WORK TO BE COMPLETED.
Each record is to be printed again precisely as it reads.

Stored data entries
-------------------------

// lsp.rs — Language server: editor events in, published diagnostics out
//
// Full text sync. Open and save trigger validation through the session
// controller; change only tracks text; close clears the document's list.
//
// Preconditions: runs inside a tokio runtime (`serve`).
// Postconditions: diagnostics are published with 0-based positions in UTF-16
//   code units, measured against the text that was validated; a
//   document-level diagnostic sits at the start of the first line.
// Failure modes: a bad `initializationOptions` object is reported to the
//   client and the CLI configuration is used instead.
// Side effects: stdio transport; spawns the session actor on initialize.

use std::sync::{Arc, OnceLock};

use async_trait::async_trait;
use dashmap::DashMap;
use tower_lsp::jsonrpc::{Error as RpcError, Result};
use tower_lsp::lsp_types::*;
use tower_lsp::{Client, LanguageServer, LspService, Server};
use tracing::{info, warn};

use crate::config::PipelineConfig;
use crate::diag::Severity;
use crate::pipeline::{DocumentId, NormalizedDiagnostic, Pipeline};
use crate::session::{Presenter, Session, SessionHandle};

const SOURCE: &str = "spvcheck";

/// Serve LSP over stdin/stdout until the client disconnects.
pub async fn serve(config: PipelineConfig) {
    let stdin = tokio::io::stdin();
    let stdout = tokio::io::stdout();

    let (service, socket) = LspService::new(|client| Backend::new(client, config));
    Server::new(stdin, stdout, socket).serve(service).await;
}

// ── Presenter ──────────────────────────────────────────────────────────────

pub struct LspPresenter {
    client: Client,
    /// Text most recently sent for validation, per document. Only the newest
    /// request is ever presented, so this is the text its positions refer to.
    submitted: Arc<DashMap<Url, String>>,
}

#[async_trait]
impl Presenter for LspPresenter {
    async fn present(&self, document: &DocumentId, diagnostics: Vec<NormalizedDiagnostic>) {
        let uri = match Url::parse(&document.0) {
            Ok(uri) => uri,
            Err(err) => {
                warn!(%document, error = %err, "not a URI; diagnostics dropped");
                return;
            }
        };
        let text = self.submitted.get(&uri).map(|t| t.value().clone());
        let items = diagnostics
            .iter()
            .map(|d| to_lsp(d, text.as_deref()))
            .collect();
        self.client.publish_diagnostics(uri, items, None).await;
    }
}

/// Convert one diagnostic; the range runs to the end of its source line.
///
/// Locations count chars; LSP positions count UTF-16 code units.
pub fn to_lsp(d: &NormalizedDiagnostic, text: Option<&str>) -> Diagnostic {
    let (line, chars) = match d.location {
        Some(loc) => (loc.line.saturating_sub(1), loc.column.saturating_sub(1)),
        None => (0, 0),
    };
    let (character, line_len) = match text.and_then(|t| t.lines().nth(line as usize)) {
        Some(source_line) => (
            utf16_len(source_line.chars().take(chars as usize)),
            utf16_len(source_line.chars()),
        ),
        None => (chars, chars),
    };
    let start = Position::new(line, character);
    let end = Position::new(line, line_len.max(character));

    Diagnostic {
        range: Range::new(start, end),
        severity: Some(match d.severity {
            Severity::Error => DiagnosticSeverity::ERROR,
            Severity::Warning => DiagnosticSeverity::WARNING,
            Severity::Info => DiagnosticSeverity::INFORMATION,
        }),
        code: d.code.clone().map(NumberOrString::String),
        source: Some(SOURCE.to_string()),
        message: d.message.clone(),
        ..Default::default()
    }
}

fn utf16_len(chars: impl Iterator<Item = char>) -> u32 {
    chars.map(|c| c.len_utf16() as u32).sum()
}

// ── Backend ────────────────────────────────────────────────────────────────

pub struct Backend {
    client: Client,
    texts: DashMap<Url, String>,
    submitted: Arc<DashMap<Url, String>>,
    base_config: PipelineConfig,
    config: OnceLock<PipelineConfig>,
    session: OnceLock<SessionHandle>,
}

impl Backend {
    pub fn new(client: Client, base_config: PipelineConfig) -> Self {
        Self {
            client,
            texts: DashMap::new(),
            submitted: Arc::new(DashMap::new()),
            base_config,
            config: OnceLock::new(),
            session: OnceLock::new(),
        }
    }

    fn save(&self, uri: &Url, text: String) {
        let Some(session) = self.session.get() else {
            warn!(%uri, "document event before initialize; ignored");
            return;
        };
        self.submitted.insert(uri.clone(), text.clone());
        if session.save(DocumentId(uri.to_string()), text).is_err() {
            warn!(%uri, "session controller stopped; document not checked");
        }
    }
}

#[tower_lsp::async_trait]
impl LanguageServer for Backend {
    async fn initialize(&self, params: InitializeParams) -> Result<InitializeResult> {
        let config = match &params.initialization_options {
            Some(options) => self.base_config.merge_json(options).unwrap_or_else(|err| {
                warn!(error = %err, "ignoring initializationOptions");
                self.base_config.clone()
            }),
            None => self.base_config.clone(),
        };
        let pipeline = Pipeline::from_config(&config)
            .map_err(|err| RpcError::invalid_params(err.to_string()))?;
        let presenter = LspPresenter {
            client: self.client.clone(),
            submitted: Arc::clone(&self.submitted),
        };
        let (handle, _join) = Session::spawn(Arc::new(pipeline), Arc::new(presenter));
        let _ = self.session.set(handle);
        let _ = self.config.set(config);

        Ok(InitializeResult {
            capabilities: ServerCapabilities {
                text_document_sync: Some(TextDocumentSyncCapability::Options(
                    TextDocumentSyncOptions {
                        open_close: Some(true),
                        change: Some(TextDocumentSyncKind::FULL),
                        save: Some(TextDocumentSyncSaveOptions::SaveOptions(SaveOptions {
                            include_text: Some(true),
                        })),
                        ..Default::default()
                    },
                )),
                ..Default::default()
            },
            server_info: Some(ServerInfo {
                name: SOURCE.to_string(),
                version: Some(env!("CARGO_PKG_VERSION").to_string()),
            }),
        })
    }

    async fn initialized(&self, _: InitializedParams) {
        if let Some(Err(err)) = self.config.get().map(PipelineConfig::check_environment) {
            self.client
                .show_message(MessageType::ERROR, format!("spvcheck: {err}"))
                .await;
        }
        info!("language server initialized");
    }

    async fn shutdown(&self) -> Result<()> {
        if let Some(session) = self.session.get() {
            let _ = session.shutdown();
        }
        Ok(())
    }

    async fn did_open(&self, params: DidOpenTextDocumentParams) {
        let uri = params.text_document.uri;
        let text = params.text_document.text;
        self.texts.insert(uri.clone(), text.clone());
        self.save(&uri, text);
    }

    async fn did_change(&self, params: DidChangeTextDocumentParams) {
        if let Some(change) = params.content_changes.into_iter().last() {
            self.texts.insert(params.text_document.uri, change.text);
        }
    }

    async fn did_save(&self, params: DidSaveTextDocumentParams) {
        let uri = params.text_document.uri;
        let text = match params.text {
            Some(text) => {
                self.texts.insert(uri.clone(), text.clone());
                Some(text)
            }
            None => self.texts.get(&uri).map(|t| t.value().clone()),
        };
        match text {
            Some(text) => self.save(&uri, text),
            None => warn!(%uri, "save for an unknown document"),
        }
    }

    async fn did_close(&self, params: DidCloseTextDocumentParams) {
        let uri = params.text_document.uri;
        self.texts.remove(&uri);
        self.submitted.remove(&uri);
        if let Some(session) = self.session.get() {
            let _ = session.close(DocumentId(uri.to_string()));
        }
    }
}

-------------------------

EXERCISE RESULT.
// lsp.rs — Language server: editor events in, published diagnostics out
//
// Full text sync. Open and save trigger validation through the session
// controller; change only tracks text; close clears the document's list.
//
// Preconditions: runs inside a tokio runtime (`serve`).
// Postconditions: diagnostics are published with 0-based positions in UTF-16
//   code units, measured against the text that was validated; a
//   document-level diagnostic sits at the start of the first line.
// Failure modes: a bad `initializationOptions` object is reported to the
//   client and the CLI configuration is used instead.
// Side effects: stdio transport; spawns the session actor on initialize.

use std::sync::{Arc, OnceLock};

use async_trait::async_trait;
use dashmap::DashMap;
use tower_lsp::jsonrpc::{Error as RpcError, Result};
use tower_lsp::lsp_types::*;
use tower_lsp::{Client, LanguageServer, LspService, Server};
use tracing::{info, warn};

use crate::config::PipelineConfig;
use crate::diag::Severity;
use crate::pipeline::{DocumentId, NormalizedDiagnostic, Pipeline};
use crate::session::{Presenter, Session, SessionHandle};

const SOURCE: &str = "spvcheck";

/// Serve LSP over stdin/stdout until the client disconnects.
pub async fn serve(config: PipelineConfig) {
    let stdin = tokio::io::stdin();
    let stdout = tokio::io::stdout();

    let (service, socket) = LspService::new(|client| Backend::new(client, config));
    Server::new(stdin, stdout, socket).serve(service).await;
}

// ── Presenter ──────────────────────────────────────────────────────────────

pub struct LspPresenter {
    client: Client,
    /// Text most recently sent for validation, per document. Only the newest
    /// request is ever presented, so this is the text its positions refer to.
    submitted: Arc<DashMap<Url, String>>,
}

#[async_trait]
impl Presenter for LspPresenter {
    async fn present(&self, document: &DocumentId, diagnostics: Vec<NormalizedDiagnostic>) {
        let uri = match Url::parse(&document.0) {
            Ok(uri) => uri,
            Err(err) => {
                warn!(%document, error = %err, "not a URI; diagnostics dropped");
                return;
            }
        };
        let text = self.submitted.get(&uri).map(|t| t.value().clone());
        let items = diagnostics
            .iter()
            .map(|d| to_lsp(d, text.as_deref()))
            .collect();
        self.client.publish_diagnostics(uri, items, None).await;
    }
}

/// Convert one diagnostic; the range runs to the end of its source line.
///
/// Locations count chars; LSP positions count UTF-16 code units.
pub fn to_lsp(d: &NormalizedDiagnostic, text: Option<&str>) -> Diagnostic {
    let (line, chars) = match d.location {
        Some(loc) => (loc.line.saturating_sub(1), loc.column.saturating_sub(1)),
        None => (0, 0),
    };
    let (character, line_len) = match text.and_then(|t| t.lines().nth(line as usize)) {
        Some(source_line) => (
            utf16_len(source_line.chars().take(chars as usize)),
            utf16_len(source_line.chars()),
        ),
        None => (chars, chars),
    };
    let start = Position::new(line, character);
    let end = Position::new(line, line_len.max(character));

    Diagnostic {
        range: Range::new(start, end),
        severity: Some(match d.severity {
            Severity::Error => DiagnosticSeverity::ERROR,
            Severity::Warning => DiagnosticSeverity::WARNING,
            Severity::Info => DiagnosticSeverity::INFORMATION,
        }),
        code: d.code.clone().map(NumberOrString::String),
        source: Some(SOURCE.to_string()),
        message: d.message.clone(),
        ..Default::default()
    }
}

fn utf16_len(chars: impl Iterator<Item = char>) -> u32 {
    chars.map(|c| c.len_utf16() as u32).sum()
}

// ── Backend ────────────────────────────────────────────────────────────────

pub struct Backend {
    client: Client,
    texts: DashMap<Url, String>,
    submitted: Arc<DashMap<Url, String>>,
    base_config: PipelineConfig,
    config: OnceLock<PipelineConfig>,
    session: OnceLock<SessionHandle>,
}

impl Backend {
    pub fn new(client: Client, base_config: PipelineConfig) -> Self {
        Self {
            client,
            texts: DashMap::new(),
            submitted: Arc::new(DashMap::new()),
            base_config,
            config: OnceLock::new(),
            session: OnceLock::new(),
        }
    }

    fn save(&self, uri: &Url, text: String) {
        let Some(session) = self.session.get() else {
            warn!(%uri, "document event before initialize; ignored");
            return;
        };
        self.submitted.insert(uri.clone(), text.clone());
        if session.save(DocumentId(uri.to_string()), text).is_err() {
            warn!(%uri, "session controller stopped; document not checked");
        }
    }
}

#[tower_lsp::async_trait]
impl LanguageServer for Backend {
    async fn initialize(&self, params: InitializeParams) -> Result<InitializeResult> {
        let config = match &params.initialization_options {
            Some(options) => self.base_config.merge_json(options).unwrap_or_else(|err| {
                warn!(error = %err, "ignoring initializationOptions");
                self.base_config.clone()
            }),
            None => self.base_config.clone(),
        };
        let pipeline = Pipeline::from_config(&config)
            .map_err(|err| RpcError::invalid_params(err.to_string()))?;
        let presenter = LspPresenter {
            client: self.client.clone(),
            submitted: Arc::clone(&self.submitted),
        };
        let (handle, _join) = Session::spawn(Arc::new(pipeline), Arc::new(presenter));
        let _ = self.session.set(handle);
        let _ = self.config.set(config);

        Ok(InitializeResult {
            capabilities: ServerCapabilities {
                text_document_sync: Some(TextDocumentSyncCapability::Options(
                    TextDocumentSyncOptions {
                        open_close: Some(true),
                        change: Some(TextDocumentSyncKind::FULL),
                        save: Some(TextDocumentSyncSaveOptions::SaveOptions(SaveOptions {
                            include_text: Some(true),
                        })),
                        ..Default::default()
                    },
                )),
                ..Default::default()
            },
            server_info: Some(ServerInfo {
                name: SOURCE.to_string(),
                version: Some(env!("CARGO_PKG_VERSION").to_string()),
            }),
        })
    }

    async fn initialized(&self, _: InitializedParams) {
        if let Some(Err(err)) = self.config.get().map(PipelineConfig::check_environment) {
            self.client
                .show_message(MessageType::ERROR, format!("spvcheck: {err}"))
                .await;
        }
        info!("language server initialized");
    }

    async fn shutdown(&self) -> Result<()> {
        if let Some(session) = self.session.get() {
            let _ = session.shutdown();
        }
        Ok(())
    }

    async fn did_open(&self, params: DidOpenTextDocumentParams) {
        let uri = params.text_document.uri;
        let text = params.text_document.text;
        self.texts.insert(uri.clone(), text.clone());
        self.save(&uri, text);
    }

    async fn did_change(&self, params: DidChangeTextDocumentParams) {
        if let Some(change) = params.content_changes.into_iter().last() {
            self.texts.insert(params.text_document.uri, change.text);
        }
    }

    async fn did_save(&self, params: DidSaveTextDocumentParams) {
        let uri = params.text_document.uri;
        let text = match params.text {
            Some(text) => {
                self.texts.insert(uri.clone(), text.clone());
                Some(text)
            }
            None => self.texts.get(&uri).map(|t| t.value().clone()),
        };
        match text {
            Some(text) => self.save(&uri, text),
            None => warn!(%uri, "save for an unknown document"),
        }
    }

    async fn did_close(&self, params: DidCloseTextDocumentParams) {
        let uri = params.text_document.uri;
        self.texts.remove(&uri);
        self.submitted.remove(&uri);
        if let Some(session) = self.session.get() {
            let _ = session.close(DocumentId(uri.to_string()));
        }
    }
}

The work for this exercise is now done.